Neil Cavuto is an anchor and commentator with the Fox Business Network. He spent April 15 covering the Tax Day Tea Party at the Capitol in Sacramento, part of the extensive coverage Fox gave the protests around the nation.
Why do you think these protests were so big?
I’m not sure. But I think they predate a lot of that, going back to last fall, a completely different administration. It was the financial rescue for the banks and the brokerage houses that got a lot of people, of all political persuasions, thinking about the wisdom of what was at the time a seven or eight hundred billion dollar financial rescue. People asked of a Republican president, as they do now of a Democratic president, how are we going to pay for this? It festered like a wound back then, and it boiled over to a gaping wound now.
I think there is angst about how we are going to pay for all of this, and it built day by day, bailout by bailout, amid the reality that in blackjack terms, we were doubling down and tripling down on the deficit and the debt to see if something sticks here. It might work, it might not work, but clearly, given the number of protestors and the sheer number of protests throughout all 50 states and virtually all major cities, there was something clearly registering.
Why did you chose to come to Sacramento?
California is dealing with a lot of these tax and spend issues right now. I often think that California is a good leading indicator for the rest of the country. California is facing a hike in the sales tax that would make it the highest in the country. There are going to be levees and fees enacted on Californians of all income levels here that some rally organizers and some even outside of the media have begun to think could be a sign of things to come.
Tell me about why Fox chose to cover these events so extensively.

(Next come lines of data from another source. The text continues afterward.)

use super::BASE_DB_VERSION;
use anyhow::{bail, Context, Result};
use rusqlite::{params, Connection};

#[macro_export]
macro_rules! sqlite_column {
    ($name:expr, $sql_type:expr $(, $field:ident = $value:expr)*) => {
        {
            // Only mutated when optional field assignments are passed in
            #[allow(unused_mut)]
            let mut column = $crate::sqlite_persistence::Column {
                name: $name,
                sql_type: $sql_type,
                is_primary_key: false,
                non_null: false,
                is_unique: false,
                default_value: None,
            };
            $(
                column.$field = $value;
            )*
            column
        }
    };
}

#[derive(Debug, Clone, Copy, PartialEq, Eq)]
pub enum SqlType {
    Text,
    Integer,
    Real,
    Blob,
}

impl SqlType {
    fn as_sql(&self) -> &'static str {
        match self {
            SqlType::Text => "TEXT",
            SqlType::Integer => "INTEGER",
            SqlType::Real => "REAL",
            SqlType::Blob => "BLOB",
        }
    }

    fn from_sql(s: &str) -> Option<Self> {
        match s {
            "TEXT" => Some(SqlType::Text),
            "INTEGER" => Some(SqlType::Integer),
            "REAL" => Some(SqlType::Real),
            "BLOB" => Some(SqlType::Blob),
            _ => None,
        }
    }
}

pub struct Column {
    pub name: &'static str,
    pub sql_type: SqlType,
    pub is_primary_key: bool,
    pub non_null: bool,
    pub is_unique: bool,
    pub default_value: Option<&'static str>,
}

impl Column {
    fn definition(&self) -> String {
        let mut def = format!("{} {}", self.name, self.sql_type.as_sql());
        if self.is_primary_key {
            def.push_str(" PRIMARY KEY");
        }
        if self.non_null {
            def.push_str(" NOT NULL");
        }
        if self.is_unique {
            def.push_str(" UNIQUE");
        }
        if let Some(default_value) = self.default_value {
            def.push_str(&format!(" DEFAULT {}", default_value));
        }
        def
    }
}

pub struct Table {
    pub name: &'static str,
    pub columns: &'static [Column],
    /// (index name, comma separated column list)
    pub indices: &'static [(&'static str, &'static str)],
}

/// Column layout as reported by `PRAGMA table_info`.
struct ActualColumn {
    name: String,
    sql_type: Option<SqlType>,
    non_null: bool,
    default_value: Option<String>,
    is_primary_key: bool,
}

impl Table {
    pub fn create(&self, conn: &Connection) -> Result<()> {
        let columns = self
            .columns
            .iter()
            .map(Column::definition)
            .collect::<Vec<_>>()
            .join(", ");
        conn.execute(&format!("CREATE TABLE {} ({});", self.name, columns), params![])
            .with_context(|| format!("Failed to create table {}", self.name))?;

        for (index_name, column_names) in self.indices {
            conn.execute(
                &format!("CREATE INDEX {} ON {}({});", index_name, self.name, column_names),
                params![],
            )?;
        }
        Ok(())
    }

    fn actual_columns(&self, conn: &Connection) -> Result<Vec<ActualColumn>> {
        let mut stmt = conn.prepare(&format!("PRAGMA table_info({});", self.name))?;
        let columns = stmt
            .query_map(params![], |row| {
                Ok(ActualColumn {
                    name: row.get(1)?,
                    sql_type: SqlType::from_sql(&row.get::<_, String>(2)?),
                    non_null: row.get::<_, i32>(3)? == 1,
                    default_value: row.get(4)?,
                    is_primary_key: row.get::<_, i32>(5)? == 1,
                })
            })?
            .collect::<rusqlite::Result<Vec<_>>>()?;
        Ok(columns)
    }

    pub fn validate(&self, conn: &Connection) -> Result<()> {
        let actual_columns = self.actual_columns(conn)?;
        if actual_columns.len() != self.columns.len() {
            bail!(
                "Table {} has {} columns, expected {}. Found: [{}]",
                self.name,
                actual_columns.len(),
                self.columns.len(),
                actual_columns
                    .iter()
                    .map(|c| c.name.as_str())
                    .collect::<Vec<_>>()
                    .join(", ")
            );
        }

        for (actual, expected) in actual_columns.iter().zip(self.columns.iter()) {
            if actual.name != expected.name {
                bail!(
                    "Table {} column name mismatch: expected {}, got {}",
                    self.name,
                    expected.name,
                    actual.name
                );
            }
            if actual.sql_type != Some(expected.sql_type) {
                bail!(
                    "Table {} column {} type mismatch: expected {:?}, got {:?}",
                    self.name,
                    expected.name,
                    expected.sql_type,
                    actual.sql_type
                );
            }
            if actual.non_null != expected.non_null {
                bail!(
                    "Table {} column {} non-null mismatch: expected {}, got {}",
                    self.name,
                    expected.name,
                    expected.non_null,
                    actual.non_null
                );
            }
            // SQLite may report defaults wrapped in parentheses
            let actual_default = actual
                .default_value
                .as_deref()
                .map(strip_leading_and_trailing_parentheses);
            let expected_default = expected
                .default_value
                .map(strip_leading_and_trailing_parentheses);
            if actual_default != expected_default {
                bail!(
                    "Table {} column {} default value mismatch: expected {:?}, got {:?}",
                    self.name,
                    expected.name,
                    expected.default_value,
                    actual.default_value
                );
            }
            if actual.is_primary_key != expected.is_primary_key {
                bail!(
                    "Table {} column {} primary key mismatch: expected {}, got {}",
                    self.name,
                    expected.name,
                    expected.is_primary_key,
                    actual.is_primary_key
                );
            }
        }

        for (index_name, _) in self.indices {
            let index_exists: bool = conn
                .query_row(
                    "SELECT 1 FROM sqlite_master WHERE type='index' AND name=?1 AND tbl_name=?2",
                    params![index_name, self.name],
                    |_| Ok(true),
                )
                .unwrap_or(false);
            if !index_exists {
                bail!("Table {} is missing index '{}'", self.name, index_name);
            }
        }
        Ok(())
    }
}

pub struct VersionedSchema {
    pub version: usize,
    pub tables: &'static [Table],
    pub migration: Option<fn(&Connection) -> Result<()>>,
}

fn strip_leading_and_trailing_parentheses(s: &str) -> String {
    if s.starts_with('(') && s.ends_with(')') && s.len() >= 2 {
        s[1..s.len() - 1].to_string()
    } else {
        s.to_string()
    }
}

impl VersionedSchema {
    pub fn create(&self, conn: &Connection) -> Result<()> {
        for table in self.tables {
            table.create(conn)?;
        }
        conn.execute(
            &format!("PRAGMA user_version = {}", BASE_DB_VERSION + self.version),
            [],
        )?;
        Ok(())
    }

    pub fn validate(&self, conn: &Connection) -> Result<()> {
        for table in self.tables {
            table.validate(conn)?;
        }
        Ok(())
    }

    /// Reads the schema version stored in the database, relative to `BASE_DB_VERSION`.
    pub fn read_version(conn: &Connection) -> Result<usize> {
        let raw = conn
            .query_row("PRAGMA user_version;", [], |row| row.get::<usize, i64>(0))
            .context("Failed to read database version")?;
        let version = raw - BASE_DB_VERSION as i64;
        if version < 0 {
            bail!(
                "Database version {} does not contain base db version {}",
                raw,
                BASE_DB_VERSION
            );
        }
        Ok(version as usize)
    }

    /// Opens the schema stack on an existing connection: validates the stored
    /// version and runs every migration after it.
    pub fn open_or_migrate(schemas: &[VersionedSchema], conn: &Connection) -> Result<()> {
        let latest = schemas.len().checked_sub(1).context("No schemas defined")?;
        let version = Self::read_version(conn)?;
        if version > latest {
            bail!(
                "Database version {} is too new (max supported: {})",
                version,
                latest
            );
        }

        schemas
            .get(version)
            .context("Failed to get schema")?
            .validate(conn)?;

        if version == latest {
            return Ok(());
        }

        tracing::info!("Migrating database from version {} to {}", version, latest);
        for schema in schemas.iter().skip(version + 1) {
            if let Some(migration_fn) = schema.migration {
                tracing::info!("Running migration to version {}", schema.version);
                migration_fn(conn)?;
            }
        }
        conn.execute(
            &format!("PRAGMA user_version = {}", BASE_DB_VERSION + latest),
            [],
        )?;
        Ok(())
    }
}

We can’t pick and choose our rages. I would be more curious why others (networks) chose not to. I guess you can be dismissive all you want. You can say this is just a few rich people gathering in a town center to bitch. People I talked to, certainly in Sacramento, didn’t seem rich to me. A lot of them wish they could be. A lot them are average Joes and Joanns who didn’t look rich, dress rich, act rich, talk rich. They were just very concerned about a government that seemed to be getting bigger. Ours was not to judge the rally.
Tell me more about Fox Business. You guys started in Oct. 2007, about the time the economy started to sour.
We picked a fine time to start a business network, you’re right. But if you look at some of our biggest and most promising companies, they’re always started seemingly in very tough times, if not, in outright recessions. Microsoft, Apple, Google. So something maybe happens in desperate times to get people to be more innovative.
I think that there is a market out there for business news that is presented in a friendly and engaging manner, without speaking over their heads. I’ve long argued that there are a lot of folks who share the American dream but are intimidated by what they think are the means to get there, the words, jargon and language that sometimes are equated with getting there. Having worked at CNBC myself and at the Nightly Business Report on PBS before that, I knew all the jargon. But I always felt very strongly that when it came to coverage, the issues aren’t impressing your broker or your banker friends, it’s impressing just regular folks. If they get it, they get a step closer to realizing the American dream.
People need a port in the storm. People need to know a network is devoted to looking out for them. Under Republican and Democratic administrations, we’ve been storming the halls of power, demanding the release of documents showing accountability through the Freedom of Information Act on where this money was going, who was getting it, how it was being protected, and who was going to oversee it.
Early on, we made this our cause. We weren’t doing this as red or blue, just looking after people’s green. People responded, ratings surged, because they trusted us to look after them, not to hype things. Just to see things for what they are to the folks that matter, the folks paying the bills. We let the chips fall where they may.